Case Study
UNITED STATES-IMPORT PROHIBITION OF CERTAIN
SHRIMP AND SHRIMP PRODUCTS
(WT/DS58/R 15 May 1998)
FACTS: In the United States, pursuant to the Endangered Species Act, all sea turtles that occur in U.S. waters are listed as endangered or threatened species. After several studies led to the conclusion that the incidental capture and drowning of turtles by shrimp trawlers was a significant source of mortality for turtles, regulations were issued requiring shrimp fisherman to use either turtle excluder devices (TEDs) or tow time restrictions. In 1989, two years after the issuance of these regulations, Section 609 of Public Law No. 101-162 was enacted. At the time this dispute arose, Section 609 prohibited the import of shrimp and shrimp products from all countries that had not been certified by the President as having adopted a regulatory program governing the incidental taking of sea turtles in the course of shrimp trawl harvesting comparable to that of the United States.
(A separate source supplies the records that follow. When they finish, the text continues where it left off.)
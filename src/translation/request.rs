// Request translation: OpenAI Chat Completions -> upstream CloudCode
// `generateContent` shape. Generalized from a single-provider message
// walker (role mapping, system-instruction extraction, tool-call/result
// round-tripping) to the OpenAI message shape this ingress actually accepts.

use std::collections::HashMap;

use serde_json::Value;

use crate::config::DefaultsConfig;
use crate::error::{ProxyError, Result};
use crate::models::openai::{ChatCompletionRequest, StopSequences};
use crate::models::upstream::{
    Content, FunctionCall, FunctionResponse, GenerateContentRequest, GenerationConfig, Part,
    SystemInstruction,
};

use super::tools::translate_tools;

/// Splits the `<id>::<signature>` encoding the streaming transformer uses to
/// carry a `thoughtSignature` through the OpenAI `tool_calls[].id` field, so
/// it can be restored when the assistant turn is echoed back on a later
/// request in the same conversation.
fn split_signature(id: &str) -> (String, Option<String>) {
    match id.split_once("::") {
        Some((base, sig)) => (base.to_string(), Some(sig.to_string())),
        None => (id.to_string(), None),
    }
}

pub fn translate_request(req: &ChatCompletionRequest, defaults: &DefaultsConfig) -> Result<GenerateContentRequest> {
    if req.messages.is_empty() {
        return Err(ProxyError::Validation("messages must not be empty".to_string()));
    }

    let mut system_parts: Vec<Part> = Vec::new();
    let mut contents: Vec<Content> = Vec::new();
    let mut call_id_to_name: HashMap<String, String> = HashMap::new();

    for msg in &req.messages {
        match msg.role.as_str() {
            "system" => {
                let text = msg.text();
                if !text.is_empty() {
                    system_parts.push(Part::text(text));
                }
            }
            "user" => {
                contents.push(Content { role: "user".to_string(), parts: vec![Part::text(msg.text())] });
            }
            "assistant" => {
                let mut parts = Vec::new();
                let text = msg.text();
                if !text.is_empty() {
                    parts.push(Part::text(text));
                }
                if let Some(tool_calls) = &msg.tool_calls {
                    for call in tool_calls {
                        call_id_to_name.insert(call.id.clone(), call.function.name.clone());
                        let (base_id, thought_signature) = split_signature(&call.id);
                        let args: Value = serde_json::from_str(&call.function.arguments).unwrap_or_else(|_| serde_json::json!({}));
                        parts.push(Part::FunctionCall {
                            function_call: FunctionCall { id: Some(base_id), name: call.function.name.clone(), args },
                            thought_signature,
                        });
                    }
                }
                if parts.is_empty() {
                    parts.push(Part::text(String::new()));
                }
                contents.push(Content { role: "model".to_string(), parts });
            }
            "tool" => {
                let tool_call_id = msg
                    .tool_call_id
                    .clone()
                    .ok_or_else(|| ProxyError::Validation("tool message missing tool_call_id".to_string()))?;
                let (base_id, _) = split_signature(&tool_call_id);
                let name = msg
                    .name
                    .clone()
                    .or_else(|| call_id_to_name.get(&tool_call_id).cloned())
                    .unwrap_or_else(|| base_id.clone());
                let text = msg.text();
                let response = serde_json::from_str(&text).unwrap_or_else(|_| serde_json::json!({"result": text}));
                contents.push(Content {
                    role: "user".to_string(),
                    parts: vec![Part::FunctionResponse {
                        function_response: FunctionResponse { id: Some(base_id), name, response },
                    }],
                });
            }
            other => return Err(ProxyError::Validation(format!("unsupported message role: {other}"))),
        }
    }

    let system_instruction = if system_parts.is_empty() { None } else { Some(SystemInstruction { parts: system_parts }) };

    let stop_sequences = req.stop.as_ref().map(|s| match s {
        StopSequences::One(s) => vec![s.clone()],
        StopSequences::Many(v) => v.clone(),
    });

    let generation_config = GenerationConfig {
        max_output_tokens: Some(req.max_tokens.unwrap_or(defaults.max_tokens)),
        temperature: Some(req.temperature.unwrap_or(defaults.temperature)),
        top_p: Some(req.top_p.unwrap_or(defaults.top_p)),
        top_k: Some(defaults.top_k),
        stop_sequences,
        candidate_count: None,
    };

    let tools = req.tools.as_ref().map(|t| translate_tools(t)).filter(|v| !v.is_empty());

    Ok(GenerateContentRequest {
        contents,
        system_instruction,
        generation_config: Some(generation_config),
        tools,
        tool_config: None,
        cached_content: None,
    })
}
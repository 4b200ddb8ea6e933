// HTTP routes configuration

use std::sync::Arc;

use axum::{
    middleware,
    routing::{get, post},
    Router,
};
use tower_http::trace::TraceLayer;

use super::handlers::{chat_completions_handler, health_handler, list_models_handler, metrics_handler, stats_handler};
use super::middleware::{request_id_layers, require_api_key, track_metrics};
use crate::config::AppConfig;
use crate::error::Result;
use crate::queue::AdmissionQueue;
use crate::scheduler::CredentialScheduler;
use crate::upstream::UpstreamClient;

#[derive(Clone)]
pub struct AppState {
    pub config: Arc<AppConfig>,
    pub scheduler: Arc<CredentialScheduler>,
    pub upstream: Arc<UpstreamClient>,
    pub queue: Arc<AdmissionQueue>,
}

pub fn create_router(
    config: AppConfig,
    scheduler: Arc<CredentialScheduler>,
    upstream: Arc<UpstreamClient>,
    queue: Arc<AdmissionQueue>,
) -> Result<Router> {
    let max_request_size = config.security.max_request_size;
    let state = AppState { config: Arc::new(config), scheduler, upstream, queue };

    let (set_request_id, propagate_request_id) = request_id_layers();

    let ingress = Router::new()
        .route("/v1/models", get(list_models_handler))
        .route("/v1/chat/completions", post(chat_completions_handler))
        .route_layer(middleware::from_fn_with_state(state.clone(), require_api_key));

    let app = Router::new()
        .merge(ingress)
        .route("/health", get(health_handler))
        .route("/api/stats", get(stats_handler))
        .route("/metrics", get(metrics_handler))
        .layer(tower_http::limit::RequestBodyLimitLayer::new(max_request_size))
        .layer(TraceLayer::new_for_http())
        .layer(middleware::from_fn(track_metrics))
        .layer(propagate_request_id)
        .layer(set_request_id)
        .with_state(state);

    Ok(app)
}
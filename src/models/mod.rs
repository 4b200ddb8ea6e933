// Data models: the upstream CloudCode wire shape and the OpenAI-shaped
// ingress/egress surface.

pub mod openai;
pub mod upstream;

pub use openai::*;
pub use upstream::*;
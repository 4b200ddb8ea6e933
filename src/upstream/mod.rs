// Upstream client + retry loop: issues the chat-completion POST with
// whichever credential the scheduler selects, classifies the response, and
// retries by re-selecting another credential up to `max_retries`. Retries
// only ever happen before the streaming phase starts — once bytes may have
// reached the client there is no safe way to replay.
//
// Connection-pool tuning (`pool_max_idle_per_host`, keep-alive, `tcp_nodelay`,
// rustls) mirrors the usual reqwest-over-rustls POST-with-streaming-body
// client construction used throughout this codebase.

use std::collections::HashSet;
use std::time::Duration;

use reqwest::header::{HeaderMap, HeaderValue, ACCEPT_ENCODING, AUTHORIZATION, CONTENT_TYPE, HOST, RETRY_AFTER, USER_AGENT};
use tracing::{debug, warn};
use uuid::Uuid;

use crate::config::ApiConfig;
use crate::error::{ProxyError, Result};
use crate::models::upstream::{GenerateContentRequest, InternalApiRequest, ModelsResponse};
use crate::retry::extract_retry_after_ms;
use crate::scheduler::{CredentialScheduler, Outcome};
use crate::streaming::{transform_stream, StreamEvent};

pub struct UpstreamClient {
    http: reqwest::Client,
    config: ApiConfig,
}

impl UpstreamClient {
    pub fn new(config: ApiConfig) -> Result<Self> {
        let http = reqwest::Client::builder()
            .timeout(Duration::from_secs(config.timeout_seconds))
            .connect_timeout(Duration::from_secs(10))
            .pool_max_idle_per_host(10)
            .pool_idle_timeout(Duration::from_secs(90))
            .tcp_keepalive(Some(Duration::from_secs(60)))
            .tcp_nodelay(true)
            .use_rustls_tls()
            .build()
            .map_err(|e| ProxyError::Internal(format!("failed to build upstream http client: {e}")))?;
        Ok(Self { http, config })
    }

    /// Execute one chat completion against upstream, retrying across
    /// credentials. `on_event` is driven directly by the SSE transformer, so
    /// partial output may already be visible to the caller by the time a
    /// stream-phase error surfaces — that phase is never retried.
    pub async fn generate(
        &self,
        scheduler: &CredentialScheduler,
        model: &str,
        request_body: &GenerateContentRequest,
        max_retries: u32,
        mut on_event: impl FnMut(StreamEvent) + Send,
    ) -> Result<()> {
        let mut tried: HashSet<usize> = HashSet::new();
        let mut attempt: u32 = 0;

        loop {
            let (selection, access_token, project_id) = scheduler.select(&mut tried).await?;
            let idx = selection.index;
            let attempt_start = std::time::Instant::now();

            let wrapped = InternalApiRequest {
                model: model.to_string(),
                project: Some(project_id),
                user_prompt_id: Some(format!("req_{}", Uuid::new_v4().simple())),
                request: request_body.clone(),
            };
            let body = serde_json::to_string(&wrapped).map_err(|e| ProxyError::Internal(format!("failed to serialize upstream request: {e}")))?;

            let mut headers = HeaderMap::new();
            if let Ok(v) = HeaderValue::from_str(&self.config.host) {
                headers.insert(HOST, v);
            }
            if let Ok(v) = HeaderValue::from_str(&self.config.user_agent) {
                headers.insert(USER_AGENT, v);
            }
            if let Ok(v) = HeaderValue::from_str(&format!("Bearer {access_token}")) {
                headers.insert(AUTHORIZATION, v);
            }
            headers.insert(CONTENT_TYPE, HeaderValue::from_static("application/json"));
            headers.insert(ACCEPT_ENCODING, HeaderValue::from_static("gzip"));

            let response = self.http.post(&self.config.url).headers(headers).body(body).send().await;

            let response = match response {
                Ok(r) => r,
                Err(e) => {
                    scheduler.report(selection, Outcome::NetworkError).await;
                    crate::metrics::record_upstream_call(model, 0, true, attempt_start.elapsed().as_secs_f64());
                    tried.insert(idx);
                    attempt += 1;
                    warn!(attempt, error = %e, "upstream transport failure, retrying across credentials");
                    if attempt >= max_retries {
                        return Err(ProxyError::NetworkError(format!("upstream transport failure exhausted retries: {e}")));
                    }
                    continue;
                }
            };

            let status = response.status().as_u16();

            if (200..300).contains(&status) {
                let byte_stream = response.bytes_stream();
                let result = transform_stream(byte_stream, &mut on_event).await;
                crate::metrics::record_upstream_call(model, status, true, attempt_start.elapsed().as_secs_f64());
                return match result {
                    Ok(()) => {
                        scheduler.report(selection, Outcome::Success).await;
                        Ok(())
                    }
                    Err(e) => {
                        // Partial output may already be client-visible; no retry.
                        scheduler.report(selection, Outcome::ServerError).await;
                        Err(e)
                    }
                };
            }

            let retry_after_header = response.headers().get(RETRY_AFTER).and_then(|v| v.to_str().ok()).map(|s| s.to_string());
            let body_text = response.text().await.unwrap_or_default();
            crate::metrics::record_upstream_call(model, status, true, attempt_start.elapsed().as_secs_f64());

            match status {
                401 | 403 => {
                    scheduler.report(selection, Outcome::AuthFailed).await;
                    return Err(ProxyError::AuthenticationError(format!("upstream rejected credential: http {status}")));
                }
                429 => {
                    let retry_after_ms = extract_retry_after_ms(retry_after_header.as_deref(), &body_text);
                    scheduler.report(selection, Outcome::RateLimited { retry_after_ms }).await;
                    tried.insert(idx);
                    attempt += 1;
                    debug!(attempt, retry_after_ms, "upstream rate limited, retrying across credentials");
                    if attempt >= max_retries {
                        return Err(ProxyError::RateLimitError {
                            message: "rate limit retries exhausted".to_string(),
                            retry_after_secs: retry_after_ms.map(|ms| ms.max(0).div_euclid(1000) as u64 + 1),
                        });
                    }
                    continue;
                }
                500..=599 => {
                    scheduler.report(selection, Outcome::ServerError).await;
                    tried.insert(idx);
                    attempt += 1;
                    warn!(attempt, status, "upstream server error, retrying across credentials");
                    if attempt >= max_retries {
                        return Err(ProxyError::ApiError(format!("upstream server errors exhausted retries: http {status}")));
                    }
                    continue;
                }
                _ => {
                    scheduler.report(selection, Outcome::ServerError).await;
                    return Err(ProxyError::ApiError(format!("upstream http {status}: {body_text}")));
                }
            }
        }
    }

    /// `GET /v1/models` proxies to the upstream model list, authenticated
    /// with whichever credential the scheduler currently prefers. Unlike
    /// `generate`, a single untried credential is enough — there is nothing
    /// to stream and a cold credential failing here is surfaced directly.
    pub async fn list_models(&self, scheduler: &CredentialScheduler) -> Result<ModelsResponse> {
        let mut tried = HashSet::new();
        let (selection, access_token, _project_id) = scheduler.select(&mut tried).await?;

        let result = self
            .http
            .get(&self.config.models_url)
            .header(AUTHORIZATION, format!("Bearer {access_token}"))
            .header(USER_AGENT, &self.config.user_agent)
            .send()
            .await;

        match result {
            Ok(resp) if resp.status().is_success() => {
                scheduler.report(selection, Outcome::Success).await;
                resp.json::<ModelsResponse>()
                    .await
                    .map_err(|e| ProxyError::ApiError(format!("models response unparsable: {e}")))
            }
            Ok(resp) => {
                let status = resp.status().as_u16();
                scheduler.report(selection, Outcome::ServerError).await;
                Err(ProxyError::ApiError(format!("upstream model list http {status}")))
            }
            Err(e) => {
                scheduler.report(selection, Outcome::NetworkError).await;
                Err(ProxyError::NetworkError(format!("model list transport error: {e}")))
            }
        }
    }
}

#[cfg(test)]
mod tests {
    use super::*;

    #[test]
    fn client_builds_with_default_config() {
        let config = ApiConfig {
            url: "https://example.test/generate".to_string(),
            models_url: "https://example.test/models".to_string(),
            host: "example.test".to_string(),
            user_agent: "test-agent/0.1".to_string(),
            timeout_seconds: 30,
        };
        assert!(UpstreamClient::new(config).is_ok());
    }
}
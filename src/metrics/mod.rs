// Metrics module for Prometheus observability

mod registry;

pub use registry::{
    gather_metrics, CREDENTIAL_ACTIVE, CREDENTIAL_STATUS, OAUTH_REFRESHES, QUEUE_DEPTH,
    QUEUE_REJECTIONS, REQUESTS_TOTAL, REQUEST_DURATION, SCHEDULER_OUTCOMES, SSE_CONNECTIONS,
    SSE_EVENTS, UPSTREAM_CALLS, UPSTREAM_DURATION,
};

use crate::scheduler::{LastStatus, Outcome};

/// Helper to record ingress request metrics
pub fn record_request(method: &str, endpoint: &str, status_code: u16, model: &str, duration_secs: f64) {
    REQUESTS_TOTAL
        .with_label_values(&[method, endpoint, &status_code.to_string(), model])
        .inc();

    REQUEST_DURATION
        .with_label_values(&[method, endpoint, &status_code.to_string()])
        .observe(duration_secs);
}

/// Helper to record one upstream generateContent call
pub fn record_upstream_call(model: &str, status_code: u16, streaming: bool, duration_secs: f64) {
    UPSTREAM_CALLS
        .with_label_values(&[model, &status_code.to_string(), &streaming.to_string()])
        .inc();

    UPSTREAM_DURATION
        .with_label_values(&[model, &streaming.to_string()])
        .observe(duration_secs);
}

fn outcome_label(outcome: &Outcome) -> &'static str {
    match outcome {
        Outcome::Success => "success",
        Outcome::RateLimited { .. } => "rate_limited",
        Outcome::AuthFailed => "auth_failed",
        Outcome::ServerError => "server_error",
        Outcome::NetworkError => "network_error",
    }
}

/// Record an outcome the scheduler reports for a selected credential.
pub fn record_scheduler_outcome(outcome: &Outcome) {
    SCHEDULER_OUTCOMES.with_label_values(&[outcome_label(outcome)]).inc();
}

/// Snapshot the active-request gauge for one credential.
pub fn set_credential_active(token_prefix: &str, active_count: u32) {
    CREDENTIAL_ACTIVE.with_label_values(&[token_prefix]).set(active_count as f64);
}

/// Snapshot the aggregate count of credentials per scheduler status.
pub fn set_credential_status_counts(active: usize, rate_limited: usize, disabled: usize) {
    CREDENTIAL_STATUS.with_label_values(&["active"]).set(active as f64);
    CREDENTIAL_STATUS.with_label_values(&["rate_limited"]).set(rate_limited as f64);
    CREDENTIAL_STATUS.with_label_values(&["disabled"]).set(disabled as f64);
}

pub fn record_oauth_refresh(success: bool) {
    let status = if success { "success" } else { "failure" };
    OAUTH_REFRESHES.with_label_values(&[status]).inc();
}

/// Snapshot the admission queue's in-flight/waiting gauges.
pub fn set_queue_depth(in_flight: usize, waiting: usize) {
    QUEUE_DEPTH.with_label_values(&["in_flight"]).set(in_flight as f64);
    QUEUE_DEPTH.with_label_values(&["waiting"]).set(waiting as f64);
}

/// Snapshot only the in-flight gauge, leaving `waiting` untouched.
pub fn set_queue_in_flight(in_flight: usize) {
    QUEUE_DEPTH.with_label_values(&["in_flight"]).set(in_flight as f64);
}

pub fn record_queue_rejection(reason: &str) {
    QUEUE_REJECTIONS.with_label_values(&[reason]).inc();
}

pub fn record_sse_event(event_type: &str, model: &str) {
    SSE_EVENTS.with_label_values(&[event_type, model]).inc();
}

pub fn record_sse_connection(status: &str) {
    SSE_CONNECTIONS.with_label_values(&[status]).inc();
}

/// Used for logging/diagnostics endpoints that want the human-readable
/// per-credential status string rather than the metric label.
pub fn last_status_label(status: LastStatus) -> &'static str {
    status.as_str()
}
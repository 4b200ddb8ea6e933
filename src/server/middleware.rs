// HTTP middleware

use std::time::Instant;

use axum::extract::{Request, State};
use axum::http::header::AUTHORIZATION;
use axum::middleware::Next;
use axum::response::Response;
use tower_http::request_id::{MakeRequestUuid, PropagateRequestIdLayer, SetRequestIdLayer};

use super::routes::AppState;
use crate::error::ProxyError;

/// Records the `requests_total`/`request_duration_seconds` series for every
/// ingress call. Model-level granularity lives on `upstream_calls_total`
/// instead (recorded once per credential attempt in the retry loop), since
/// that is where a request actually resolves to one model.
pub async fn track_metrics(request: Request, next: Next) -> Response {
    let method = request.method().to_string();
    let path = request.uri().path().to_string();
    let start = Instant::now();

    let response = next.run(request).await;

    crate::metrics::record_request(&method, &path, response.status().as_u16(), "-", start.elapsed().as_secs_f64());
    response
}

/// Create request ID layers for the application
pub fn request_id_layers() -> (SetRequestIdLayer<MakeRequestUuid>, PropagateRequestIdLayer) {
    (
        SetRequestIdLayer::x_request_id(MakeRequestUuid),
        PropagateRequestIdLayer::x_request_id(),
    )
}

/// Enforces the optional static bearer key from `security.api_key` on the
/// `/v1/*` ingress routes. A no-op when no key is configured.
pub async fn require_api_key(
    State(state): State<AppState>,
    request: Request,
    next: Next,
) -> Result<Response, ProxyError> {
    let Some(expected) = state.config.security.api_key.as_deref() else {
        return Ok(next.run(request).await);
    };

    let provided = request
        .headers()
        .get(AUTHORIZATION)
        .and_then(|v| v.to_str().ok())
        .and_then(|v| v.strip_prefix("Bearer "));

    match provided {
        Some(token) if token == expected => Ok(next.run(request).await),
        _ => Err(ProxyError::AuthenticationError("missing or invalid bearer token".to_string())),
    }
}
// HTTP request handlers

use std::sync::Arc;

use axum::extract::State;
use axum::http::header::{CACHE_CONTROL, CONNECTION, CONTENT_TYPE};
use axum::http::HeaderValue;
use axum::response::{IntoResponse, Response};
use axum::Json;
use serde::Serialize;
use tracing::{info, warn};

use super::routes::AppState;
use crate::config::ThinkingOutputMode;
use crate::error::{ProxyError, Result};
use crate::models::openai::ChatCompletionRequest;
use crate::models::upstream::GenerateContentRequest;
use crate::scheduler::CredentialScheduler;
use crate::streaming::{NonStreamCollector, StreamEvent};
use crate::translation::response::{build_completion_response, build_model_list, chunk_to_sse, StreamChunkEncoder, DONE_SSE};
use crate::translation::translate_request;
use crate::upstream::UpstreamClient;

#[derive(Debug, Serialize)]
pub struct HealthResponse {
    pub status: &'static str,
    pub queue: crate::queue::QueueStatus,
    pub enabled_credentials: usize,
}

pub async fn health_handler(State(state): State<AppState>) -> Json<HealthResponse> {
    Json(HealthResponse {
        status: "ok",
        queue: state.queue.status(),
        enabled_credentials: state.scheduler.enabled_count(),
    })
}

pub async fn stats_handler(State(state): State<AppState>) -> Json<crate::scheduler::AllStats> {
    Json(state.scheduler.get_all_stats().await)
}

pub async fn metrics_handler() -> impl IntoResponse {
    (
        [(CONTENT_TYPE, HeaderValue::from_static("text/plain; version=0.0.4"))],
        crate::metrics::gather_metrics(),
    )
}

pub async fn list_models_handler(State(state): State<AppState>) -> Result<Response> {
    let models = state.upstream.list_models(&state.scheduler).await?;
    Ok(Json(build_model_list(models)).into_response())
}

fn event_label(event: &StreamEvent) -> &'static str {
    match event {
        StreamEvent::Text(_) => "text",
        StreamEvent::Thinking(_) => "thinking",
        StreamEvent::ToolCalls(_) => "tool_calls",
    }
}

pub async fn chat_completions_handler(
    State(state): State<AppState>,
    Json(req): Json<ChatCompletionRequest>,
) -> Result<Response> {
    info!(model = %req.model, stream = req.stream.unwrap_or(false), messages = req.messages.len(), "received chat completion request");

    let generate_request = translate_request(&req, &state.config.defaults)?;
    let model = req.model.clone();
    let stream_mode = req.stream.unwrap_or(false);
    let max_retries = state.config.retry.max_retries;
    let thinking_output = state.config.thinking.output;
    let scheduler = Arc::clone(&state.scheduler);
    let upstream = Arc::clone(&state.upstream);

    state
        .queue
        .run(move |guard| async move {
            if stream_mode {
                stream_response(guard, scheduler, upstream, model, generate_request, max_retries, thinking_output).await
            } else {
                non_stream_response(scheduler, upstream, model, generate_request, max_retries, thinking_output).await
            }
        })
        .await?
}

async fn non_stream_response(
    scheduler: Arc<CredentialScheduler>,
    upstream: Arc<UpstreamClient>,
    model: String,
    request: GenerateContentRequest,
    max_retries: u32,
    thinking_output: ThinkingOutputMode,
) -> Result<Response> {
    let mut collector = NonStreamCollector::new(thinking_output);

    upstream
        .generate(&scheduler, &model, &request, max_retries, |event| {
            crate::metrics::record_sse_event(event_label(&event), &model);
            collector.push(event);
        })
        .await?;

    let collected = collector.finish();
    Ok(Json(build_completion_response(&model, collected)).into_response())
}

/// Streaming responses hand the event callback to a detached task writing
/// into an unbounded channel; the response body reads from the channel as an
/// async stream. Once this function returns, headers are already on the
/// wire, so a late `generate` failure only closes the connection — it cannot
/// still be converted into a JSON error body. The admission guard moves into
/// the detached task too, so the slot stays held until the stream itself
/// finishes rather than being released as soon as headers go out.
async fn stream_response(
    guard: crate::queue::AdmissionGuard,
    scheduler: Arc<CredentialScheduler>,
    upstream: Arc<UpstreamClient>,
    model: String,
    request: GenerateContentRequest,
    max_retries: u32,
    thinking_output: ThinkingOutputMode,
) -> Result<Response> {
    let (tx, mut rx) = tokio::sync::mpsc::unbounded_channel::<String>();

    tokio::spawn(async move {
        let _guard = guard;
        let mut encoder = StreamChunkEncoder::new(&model, thinking_output);
        let _ = tx.send(chunk_to_sse(&encoder.role_chunk()));

        let result = upstream
            .generate(&scheduler, &model, &request, max_retries, |event| {
                crate::metrics::record_sse_event(event_label(&event), &model);
                if let Some(chunk) = encoder.event_chunk(event) {
                    let _ = tx.send(chunk_to_sse(&chunk));
                }
            })
            .await;

        match result {
            Ok(()) => {
                let _ = tx.send(chunk_to_sse(&encoder.finish_chunk()));
                let _ = tx.send(DONE_SSE.to_string());
                crate::metrics::record_sse_connection("closed");
            }
            Err(e) => {
                warn!(error = %e, "streaming generation failed after headers were sent, closing connection");
                crate::metrics::record_sse_connection("error");
            }
        }
    });
    crate::metrics::record_sse_connection("opened");

    let body_stream = async_stream::stream! {
        while let Some(chunk) = rx.recv().await {
            yield Ok::<_, std::convert::Infallible>(axum::body::Bytes::from(chunk));
        }
    };

    Response::builder()
        .status(200)
        .header(CONTENT_TYPE, HeaderValue::from_static("text/event-stream"))
        .header(CACHE_CONTROL, HeaderValue::from_static("no-cache"))
        .header(CONNECTION, HeaderValue::from_static("keep-alive"))
        .header("x-accel-buffering", HeaderValue::from_static("no"))
        .body(axum::body::Body::from_stream(body_stream))
        .map_err(|e| ProxyError::Internal(format!("failed to build streaming response: {e}")))
}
For the purpose of certification, the regulatory program had to include a requirement that all commercial shrimp trawl vessels use TEDs that were comparable in effectiveness to TEDs used in the United
States.
India, Pakistan, Thailand, and Malaysia claimed that the Section 609 import ban from non-certified countries constituted a violation of Article Ⅺ:1. Article Ⅺ:1 reads as follows:
No prohibitions or restrictions other than duties, taxes or other charges, whether made effective through quotas, import or export licenses or other measures, shall be instituted or maintained by any contracting party on the importation of any product of the territory of any other contracting party or on the exportation or sale for export of any product destined for the territory of any other contracting party.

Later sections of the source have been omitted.